Exercise objective. Some of the lines below need repeating. Reproduce exactly those between the lines holding "pub const fn new(max_title_len: usize)" and "it stands for.", inclusive.

Dataset entries:
★ ★ ★ ★ ★

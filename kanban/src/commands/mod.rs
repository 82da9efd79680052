//! User intents and their translation into board commands.
//!
//! [`Command`] is what a user asks for; [`BoardCommand`] is what the
//! [`BoardStore`] applies. [`CommandTranslator`] sits between the two and
//! owns input validation, so the store itself can stay permissive.

pub mod drag;

pub use drag::{DragLocation, DragOutcome, translate_drag};

use kanban_model::{TaskColor, TaskId, TaskUpdate};
use thiserror::Error;

use crate::board::BoardStore;
use crate::storage::BoardStorage;

/// Default upper bound on task title length, in characters.
pub const DEFAULT_MAX_TITLE_LEN: usize = 256;

/// Errors raised while validating a user command.
#[derive(Debug, Error, Clone, PartialEq, Eq)]
pub enum CommandError {
    /// Task title is empty after trimming.
    #[error("task title cannot be empty")]
    TitleEmpty,
    /// Task title exceeds the maximum length.
    #[error("task title too long (max {0} characters)")]
    TitleTooLong(usize),
}

/// An operation the board store can apply directly.
#[derive(Debug, Clone, PartialEq, Eq)]
pub enum BoardCommand {
    /// Append a new task to a column.
    AddTask {
        /// Target column.
        column_id: String,
        /// Task title.
        title: String,
        /// Optional description.
        description: Option<String>,
    },
    /// Move a task to the end of another column.
    MoveTask {
        /// Column the task is currently in.
        from_column_id: String,
        /// Column to append it to.
        to_column_id: String,
        /// Task to move.
        task_id: TaskId,
    },
    /// Reposition a task within one column.
    ReorderTasks {
        /// Column to reorder.
        column_id: String,
        /// Current index of the task.
        start_index: usize,
        /// Index it should end up at.
        end_index: usize,
    },
    /// Merge a partial update onto a task.
    UpdateTask {
        /// Column holding the task.
        column_id: String,
        /// Task to update.
        task_id: TaskId,
        /// Fields to change.
        update: TaskUpdate,
    },
    /// Remove a task.
    DeleteTask {
        /// Column holding the task.
        column_id: String,
        /// Task to remove.
        task_id: TaskId,
    },
}

/// A user intent, before validation.
#[derive(Debug, Clone, PartialEq, Eq)]
pub enum Command {
    /// Create a task from the add form.
    AddTask {
        column_id: String,
        title: String,
        description: Option<String>,
    },
    /// Save the edit form of a task.
    EditTask {
        column_id: String,
        task_id: TaskId,
        title: String,
        description: Option<String>,
    },
    /// Pick a palette color for a task.
    RecolorTask {
        column_id: String,
        task_id: TaskId,
        color: TaskColor,
    },
    /// Delete a task.
    DeleteTask { column_id: String, task_id: TaskId },
    /// Move a task to another column.
    MoveTask {
        from_column_id: String,
        to_column_id: String,
        task_id: TaskId,
    },
    /// Reposition a task within its column.
    ReorderTask {
        column_id: String,
        start_index: usize,
        end_index: usize,
    },
    /// A completed drag gesture.
    Drag(DragOutcome),
}

/// Validates user commands and turns them into [`BoardCommand`]s.
#[derive(Debug, Clone, Copy, PartialEq, Eq)]
pub struct CommandTranslator {
    max_title_len: usize,
}

impl Default for CommandTranslator {
    fn default() -> Self {
        Self::new(DEFAULT_MAX_TITLE_LEN)
    }
}

impl CommandTranslator {
    /// Creates a translator that accepts titles up to `max_title_len` characters.
    #[must_use]
    pub const fn new(max_title_len: usize) -> Self {
        Self { max_title_len }
    }

    /// Maximum accepted title length, in characters.
    #[must_use]
    pub const fn max_title_len(&self) -> usize {
        self.max_title_len
    }

    /// Validates `command` and returns the board command it stands for.
    ///
    /// `Ok(None)` means the command is valid but would change nothing.
    ///
    /// # Errors
    ///
    /// Returns [`CommandError::TitleEmpty`] or [`CommandError::TitleTooLong`]
    /// for add and edit commands with an unacceptable title.
    pub fn translate(&self, command: Command) -> Result<Option<BoardCommand>, CommandError> {
        let translated = match command {
            Command::AddTask {
                column_id,
                title,
                description,
            } => Some(BoardCommand::AddTask {
                column_id,
                title: self.validate_title(&title)?,
                description: normalize_description(description),
            }),
            Command::EditTask {
                column_id,
                task_id,
                title,
                description,
            } => Some(BoardCommand::UpdateTask {
                column_id,
                task_id,
                update: TaskUpdate::edit(
                    self.validate_title(&title)?,
                    normalize_description(description),
                ),
            }),
            Command::RecolorTask {
                column_id,
                task_id,
                color,
            } => Some(BoardCommand::UpdateTask {
                column_id,
                task_id,
                update: TaskUpdate::recolor(color),
            }),
            Command::DeleteTask { column_id, task_id } => {
                Some(BoardCommand::DeleteTask { column_id, task_id })
            }
            Command::MoveTask {
                from_column_id,
                to_column_id,
                task_id,
            } => (from_column_id != to_column_id).then_some(BoardCommand::MoveTask {
                from_column_id,
                to_column_id,
                task_id,
            }),
            Command::ReorderTask {
                column_id,
                start_index,
                end_index,
            } => (start_index != end_index).then_some(BoardCommand::ReorderTasks {
                column_id,
                start_index,
                end_index,
            }),
            Command::Drag(outcome) => translate_drag(&outcome),
        };
        Ok(translated)
    }

    /// Translates `command` and applies it to `store`.
    ///
    /// Returns whether the board changed.
    ///
    /// # Errors
    ///
    /// Returns [`CommandError`] if validation fails; the store is untouched.
    pub fn dispatch<S: BoardStorage>(
        &self,
        store: &BoardStore<S>,
        command: Command,
    ) -> Result<bool, CommandError> {
        match self.translate(command)? {
            Some(board_command) => Ok(store.apply(board_command)),
            None => {
                tracing::debug!("command translated to nothing");
                Ok(false)
            }
        }
    }

    fn validate_title(&self, title: &str) -> Result<String, CommandError> {
        let title = title.trim();
        if title.is_empty() {
            return Err(CommandError::TitleEmpty);
        }
        if title.chars().count() > self.max_title_len {
            return Err(CommandError::TitleTooLong(self.max_title_len));
        }
        Ok(title.to_string())
    }
}

/// Blank descriptions from a form mean "no description".
fn normalize_description(description: Option<String>) -> Option<String> {
    description.filter(|d| !d.trim().is_empty())
}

★ ★ ★ ★ ★

Exercise response.
    pub const fn new(max_title_len: usize) -> Self {
        Self { max_title_len }
    }

    /// Maximum accepted title length, in characters.
    #[must_use]
    pub const fn max_title_len(&self) -> usize {
        self.max_title_len
    }

    /// Validates `command` and returns the board command it stands for.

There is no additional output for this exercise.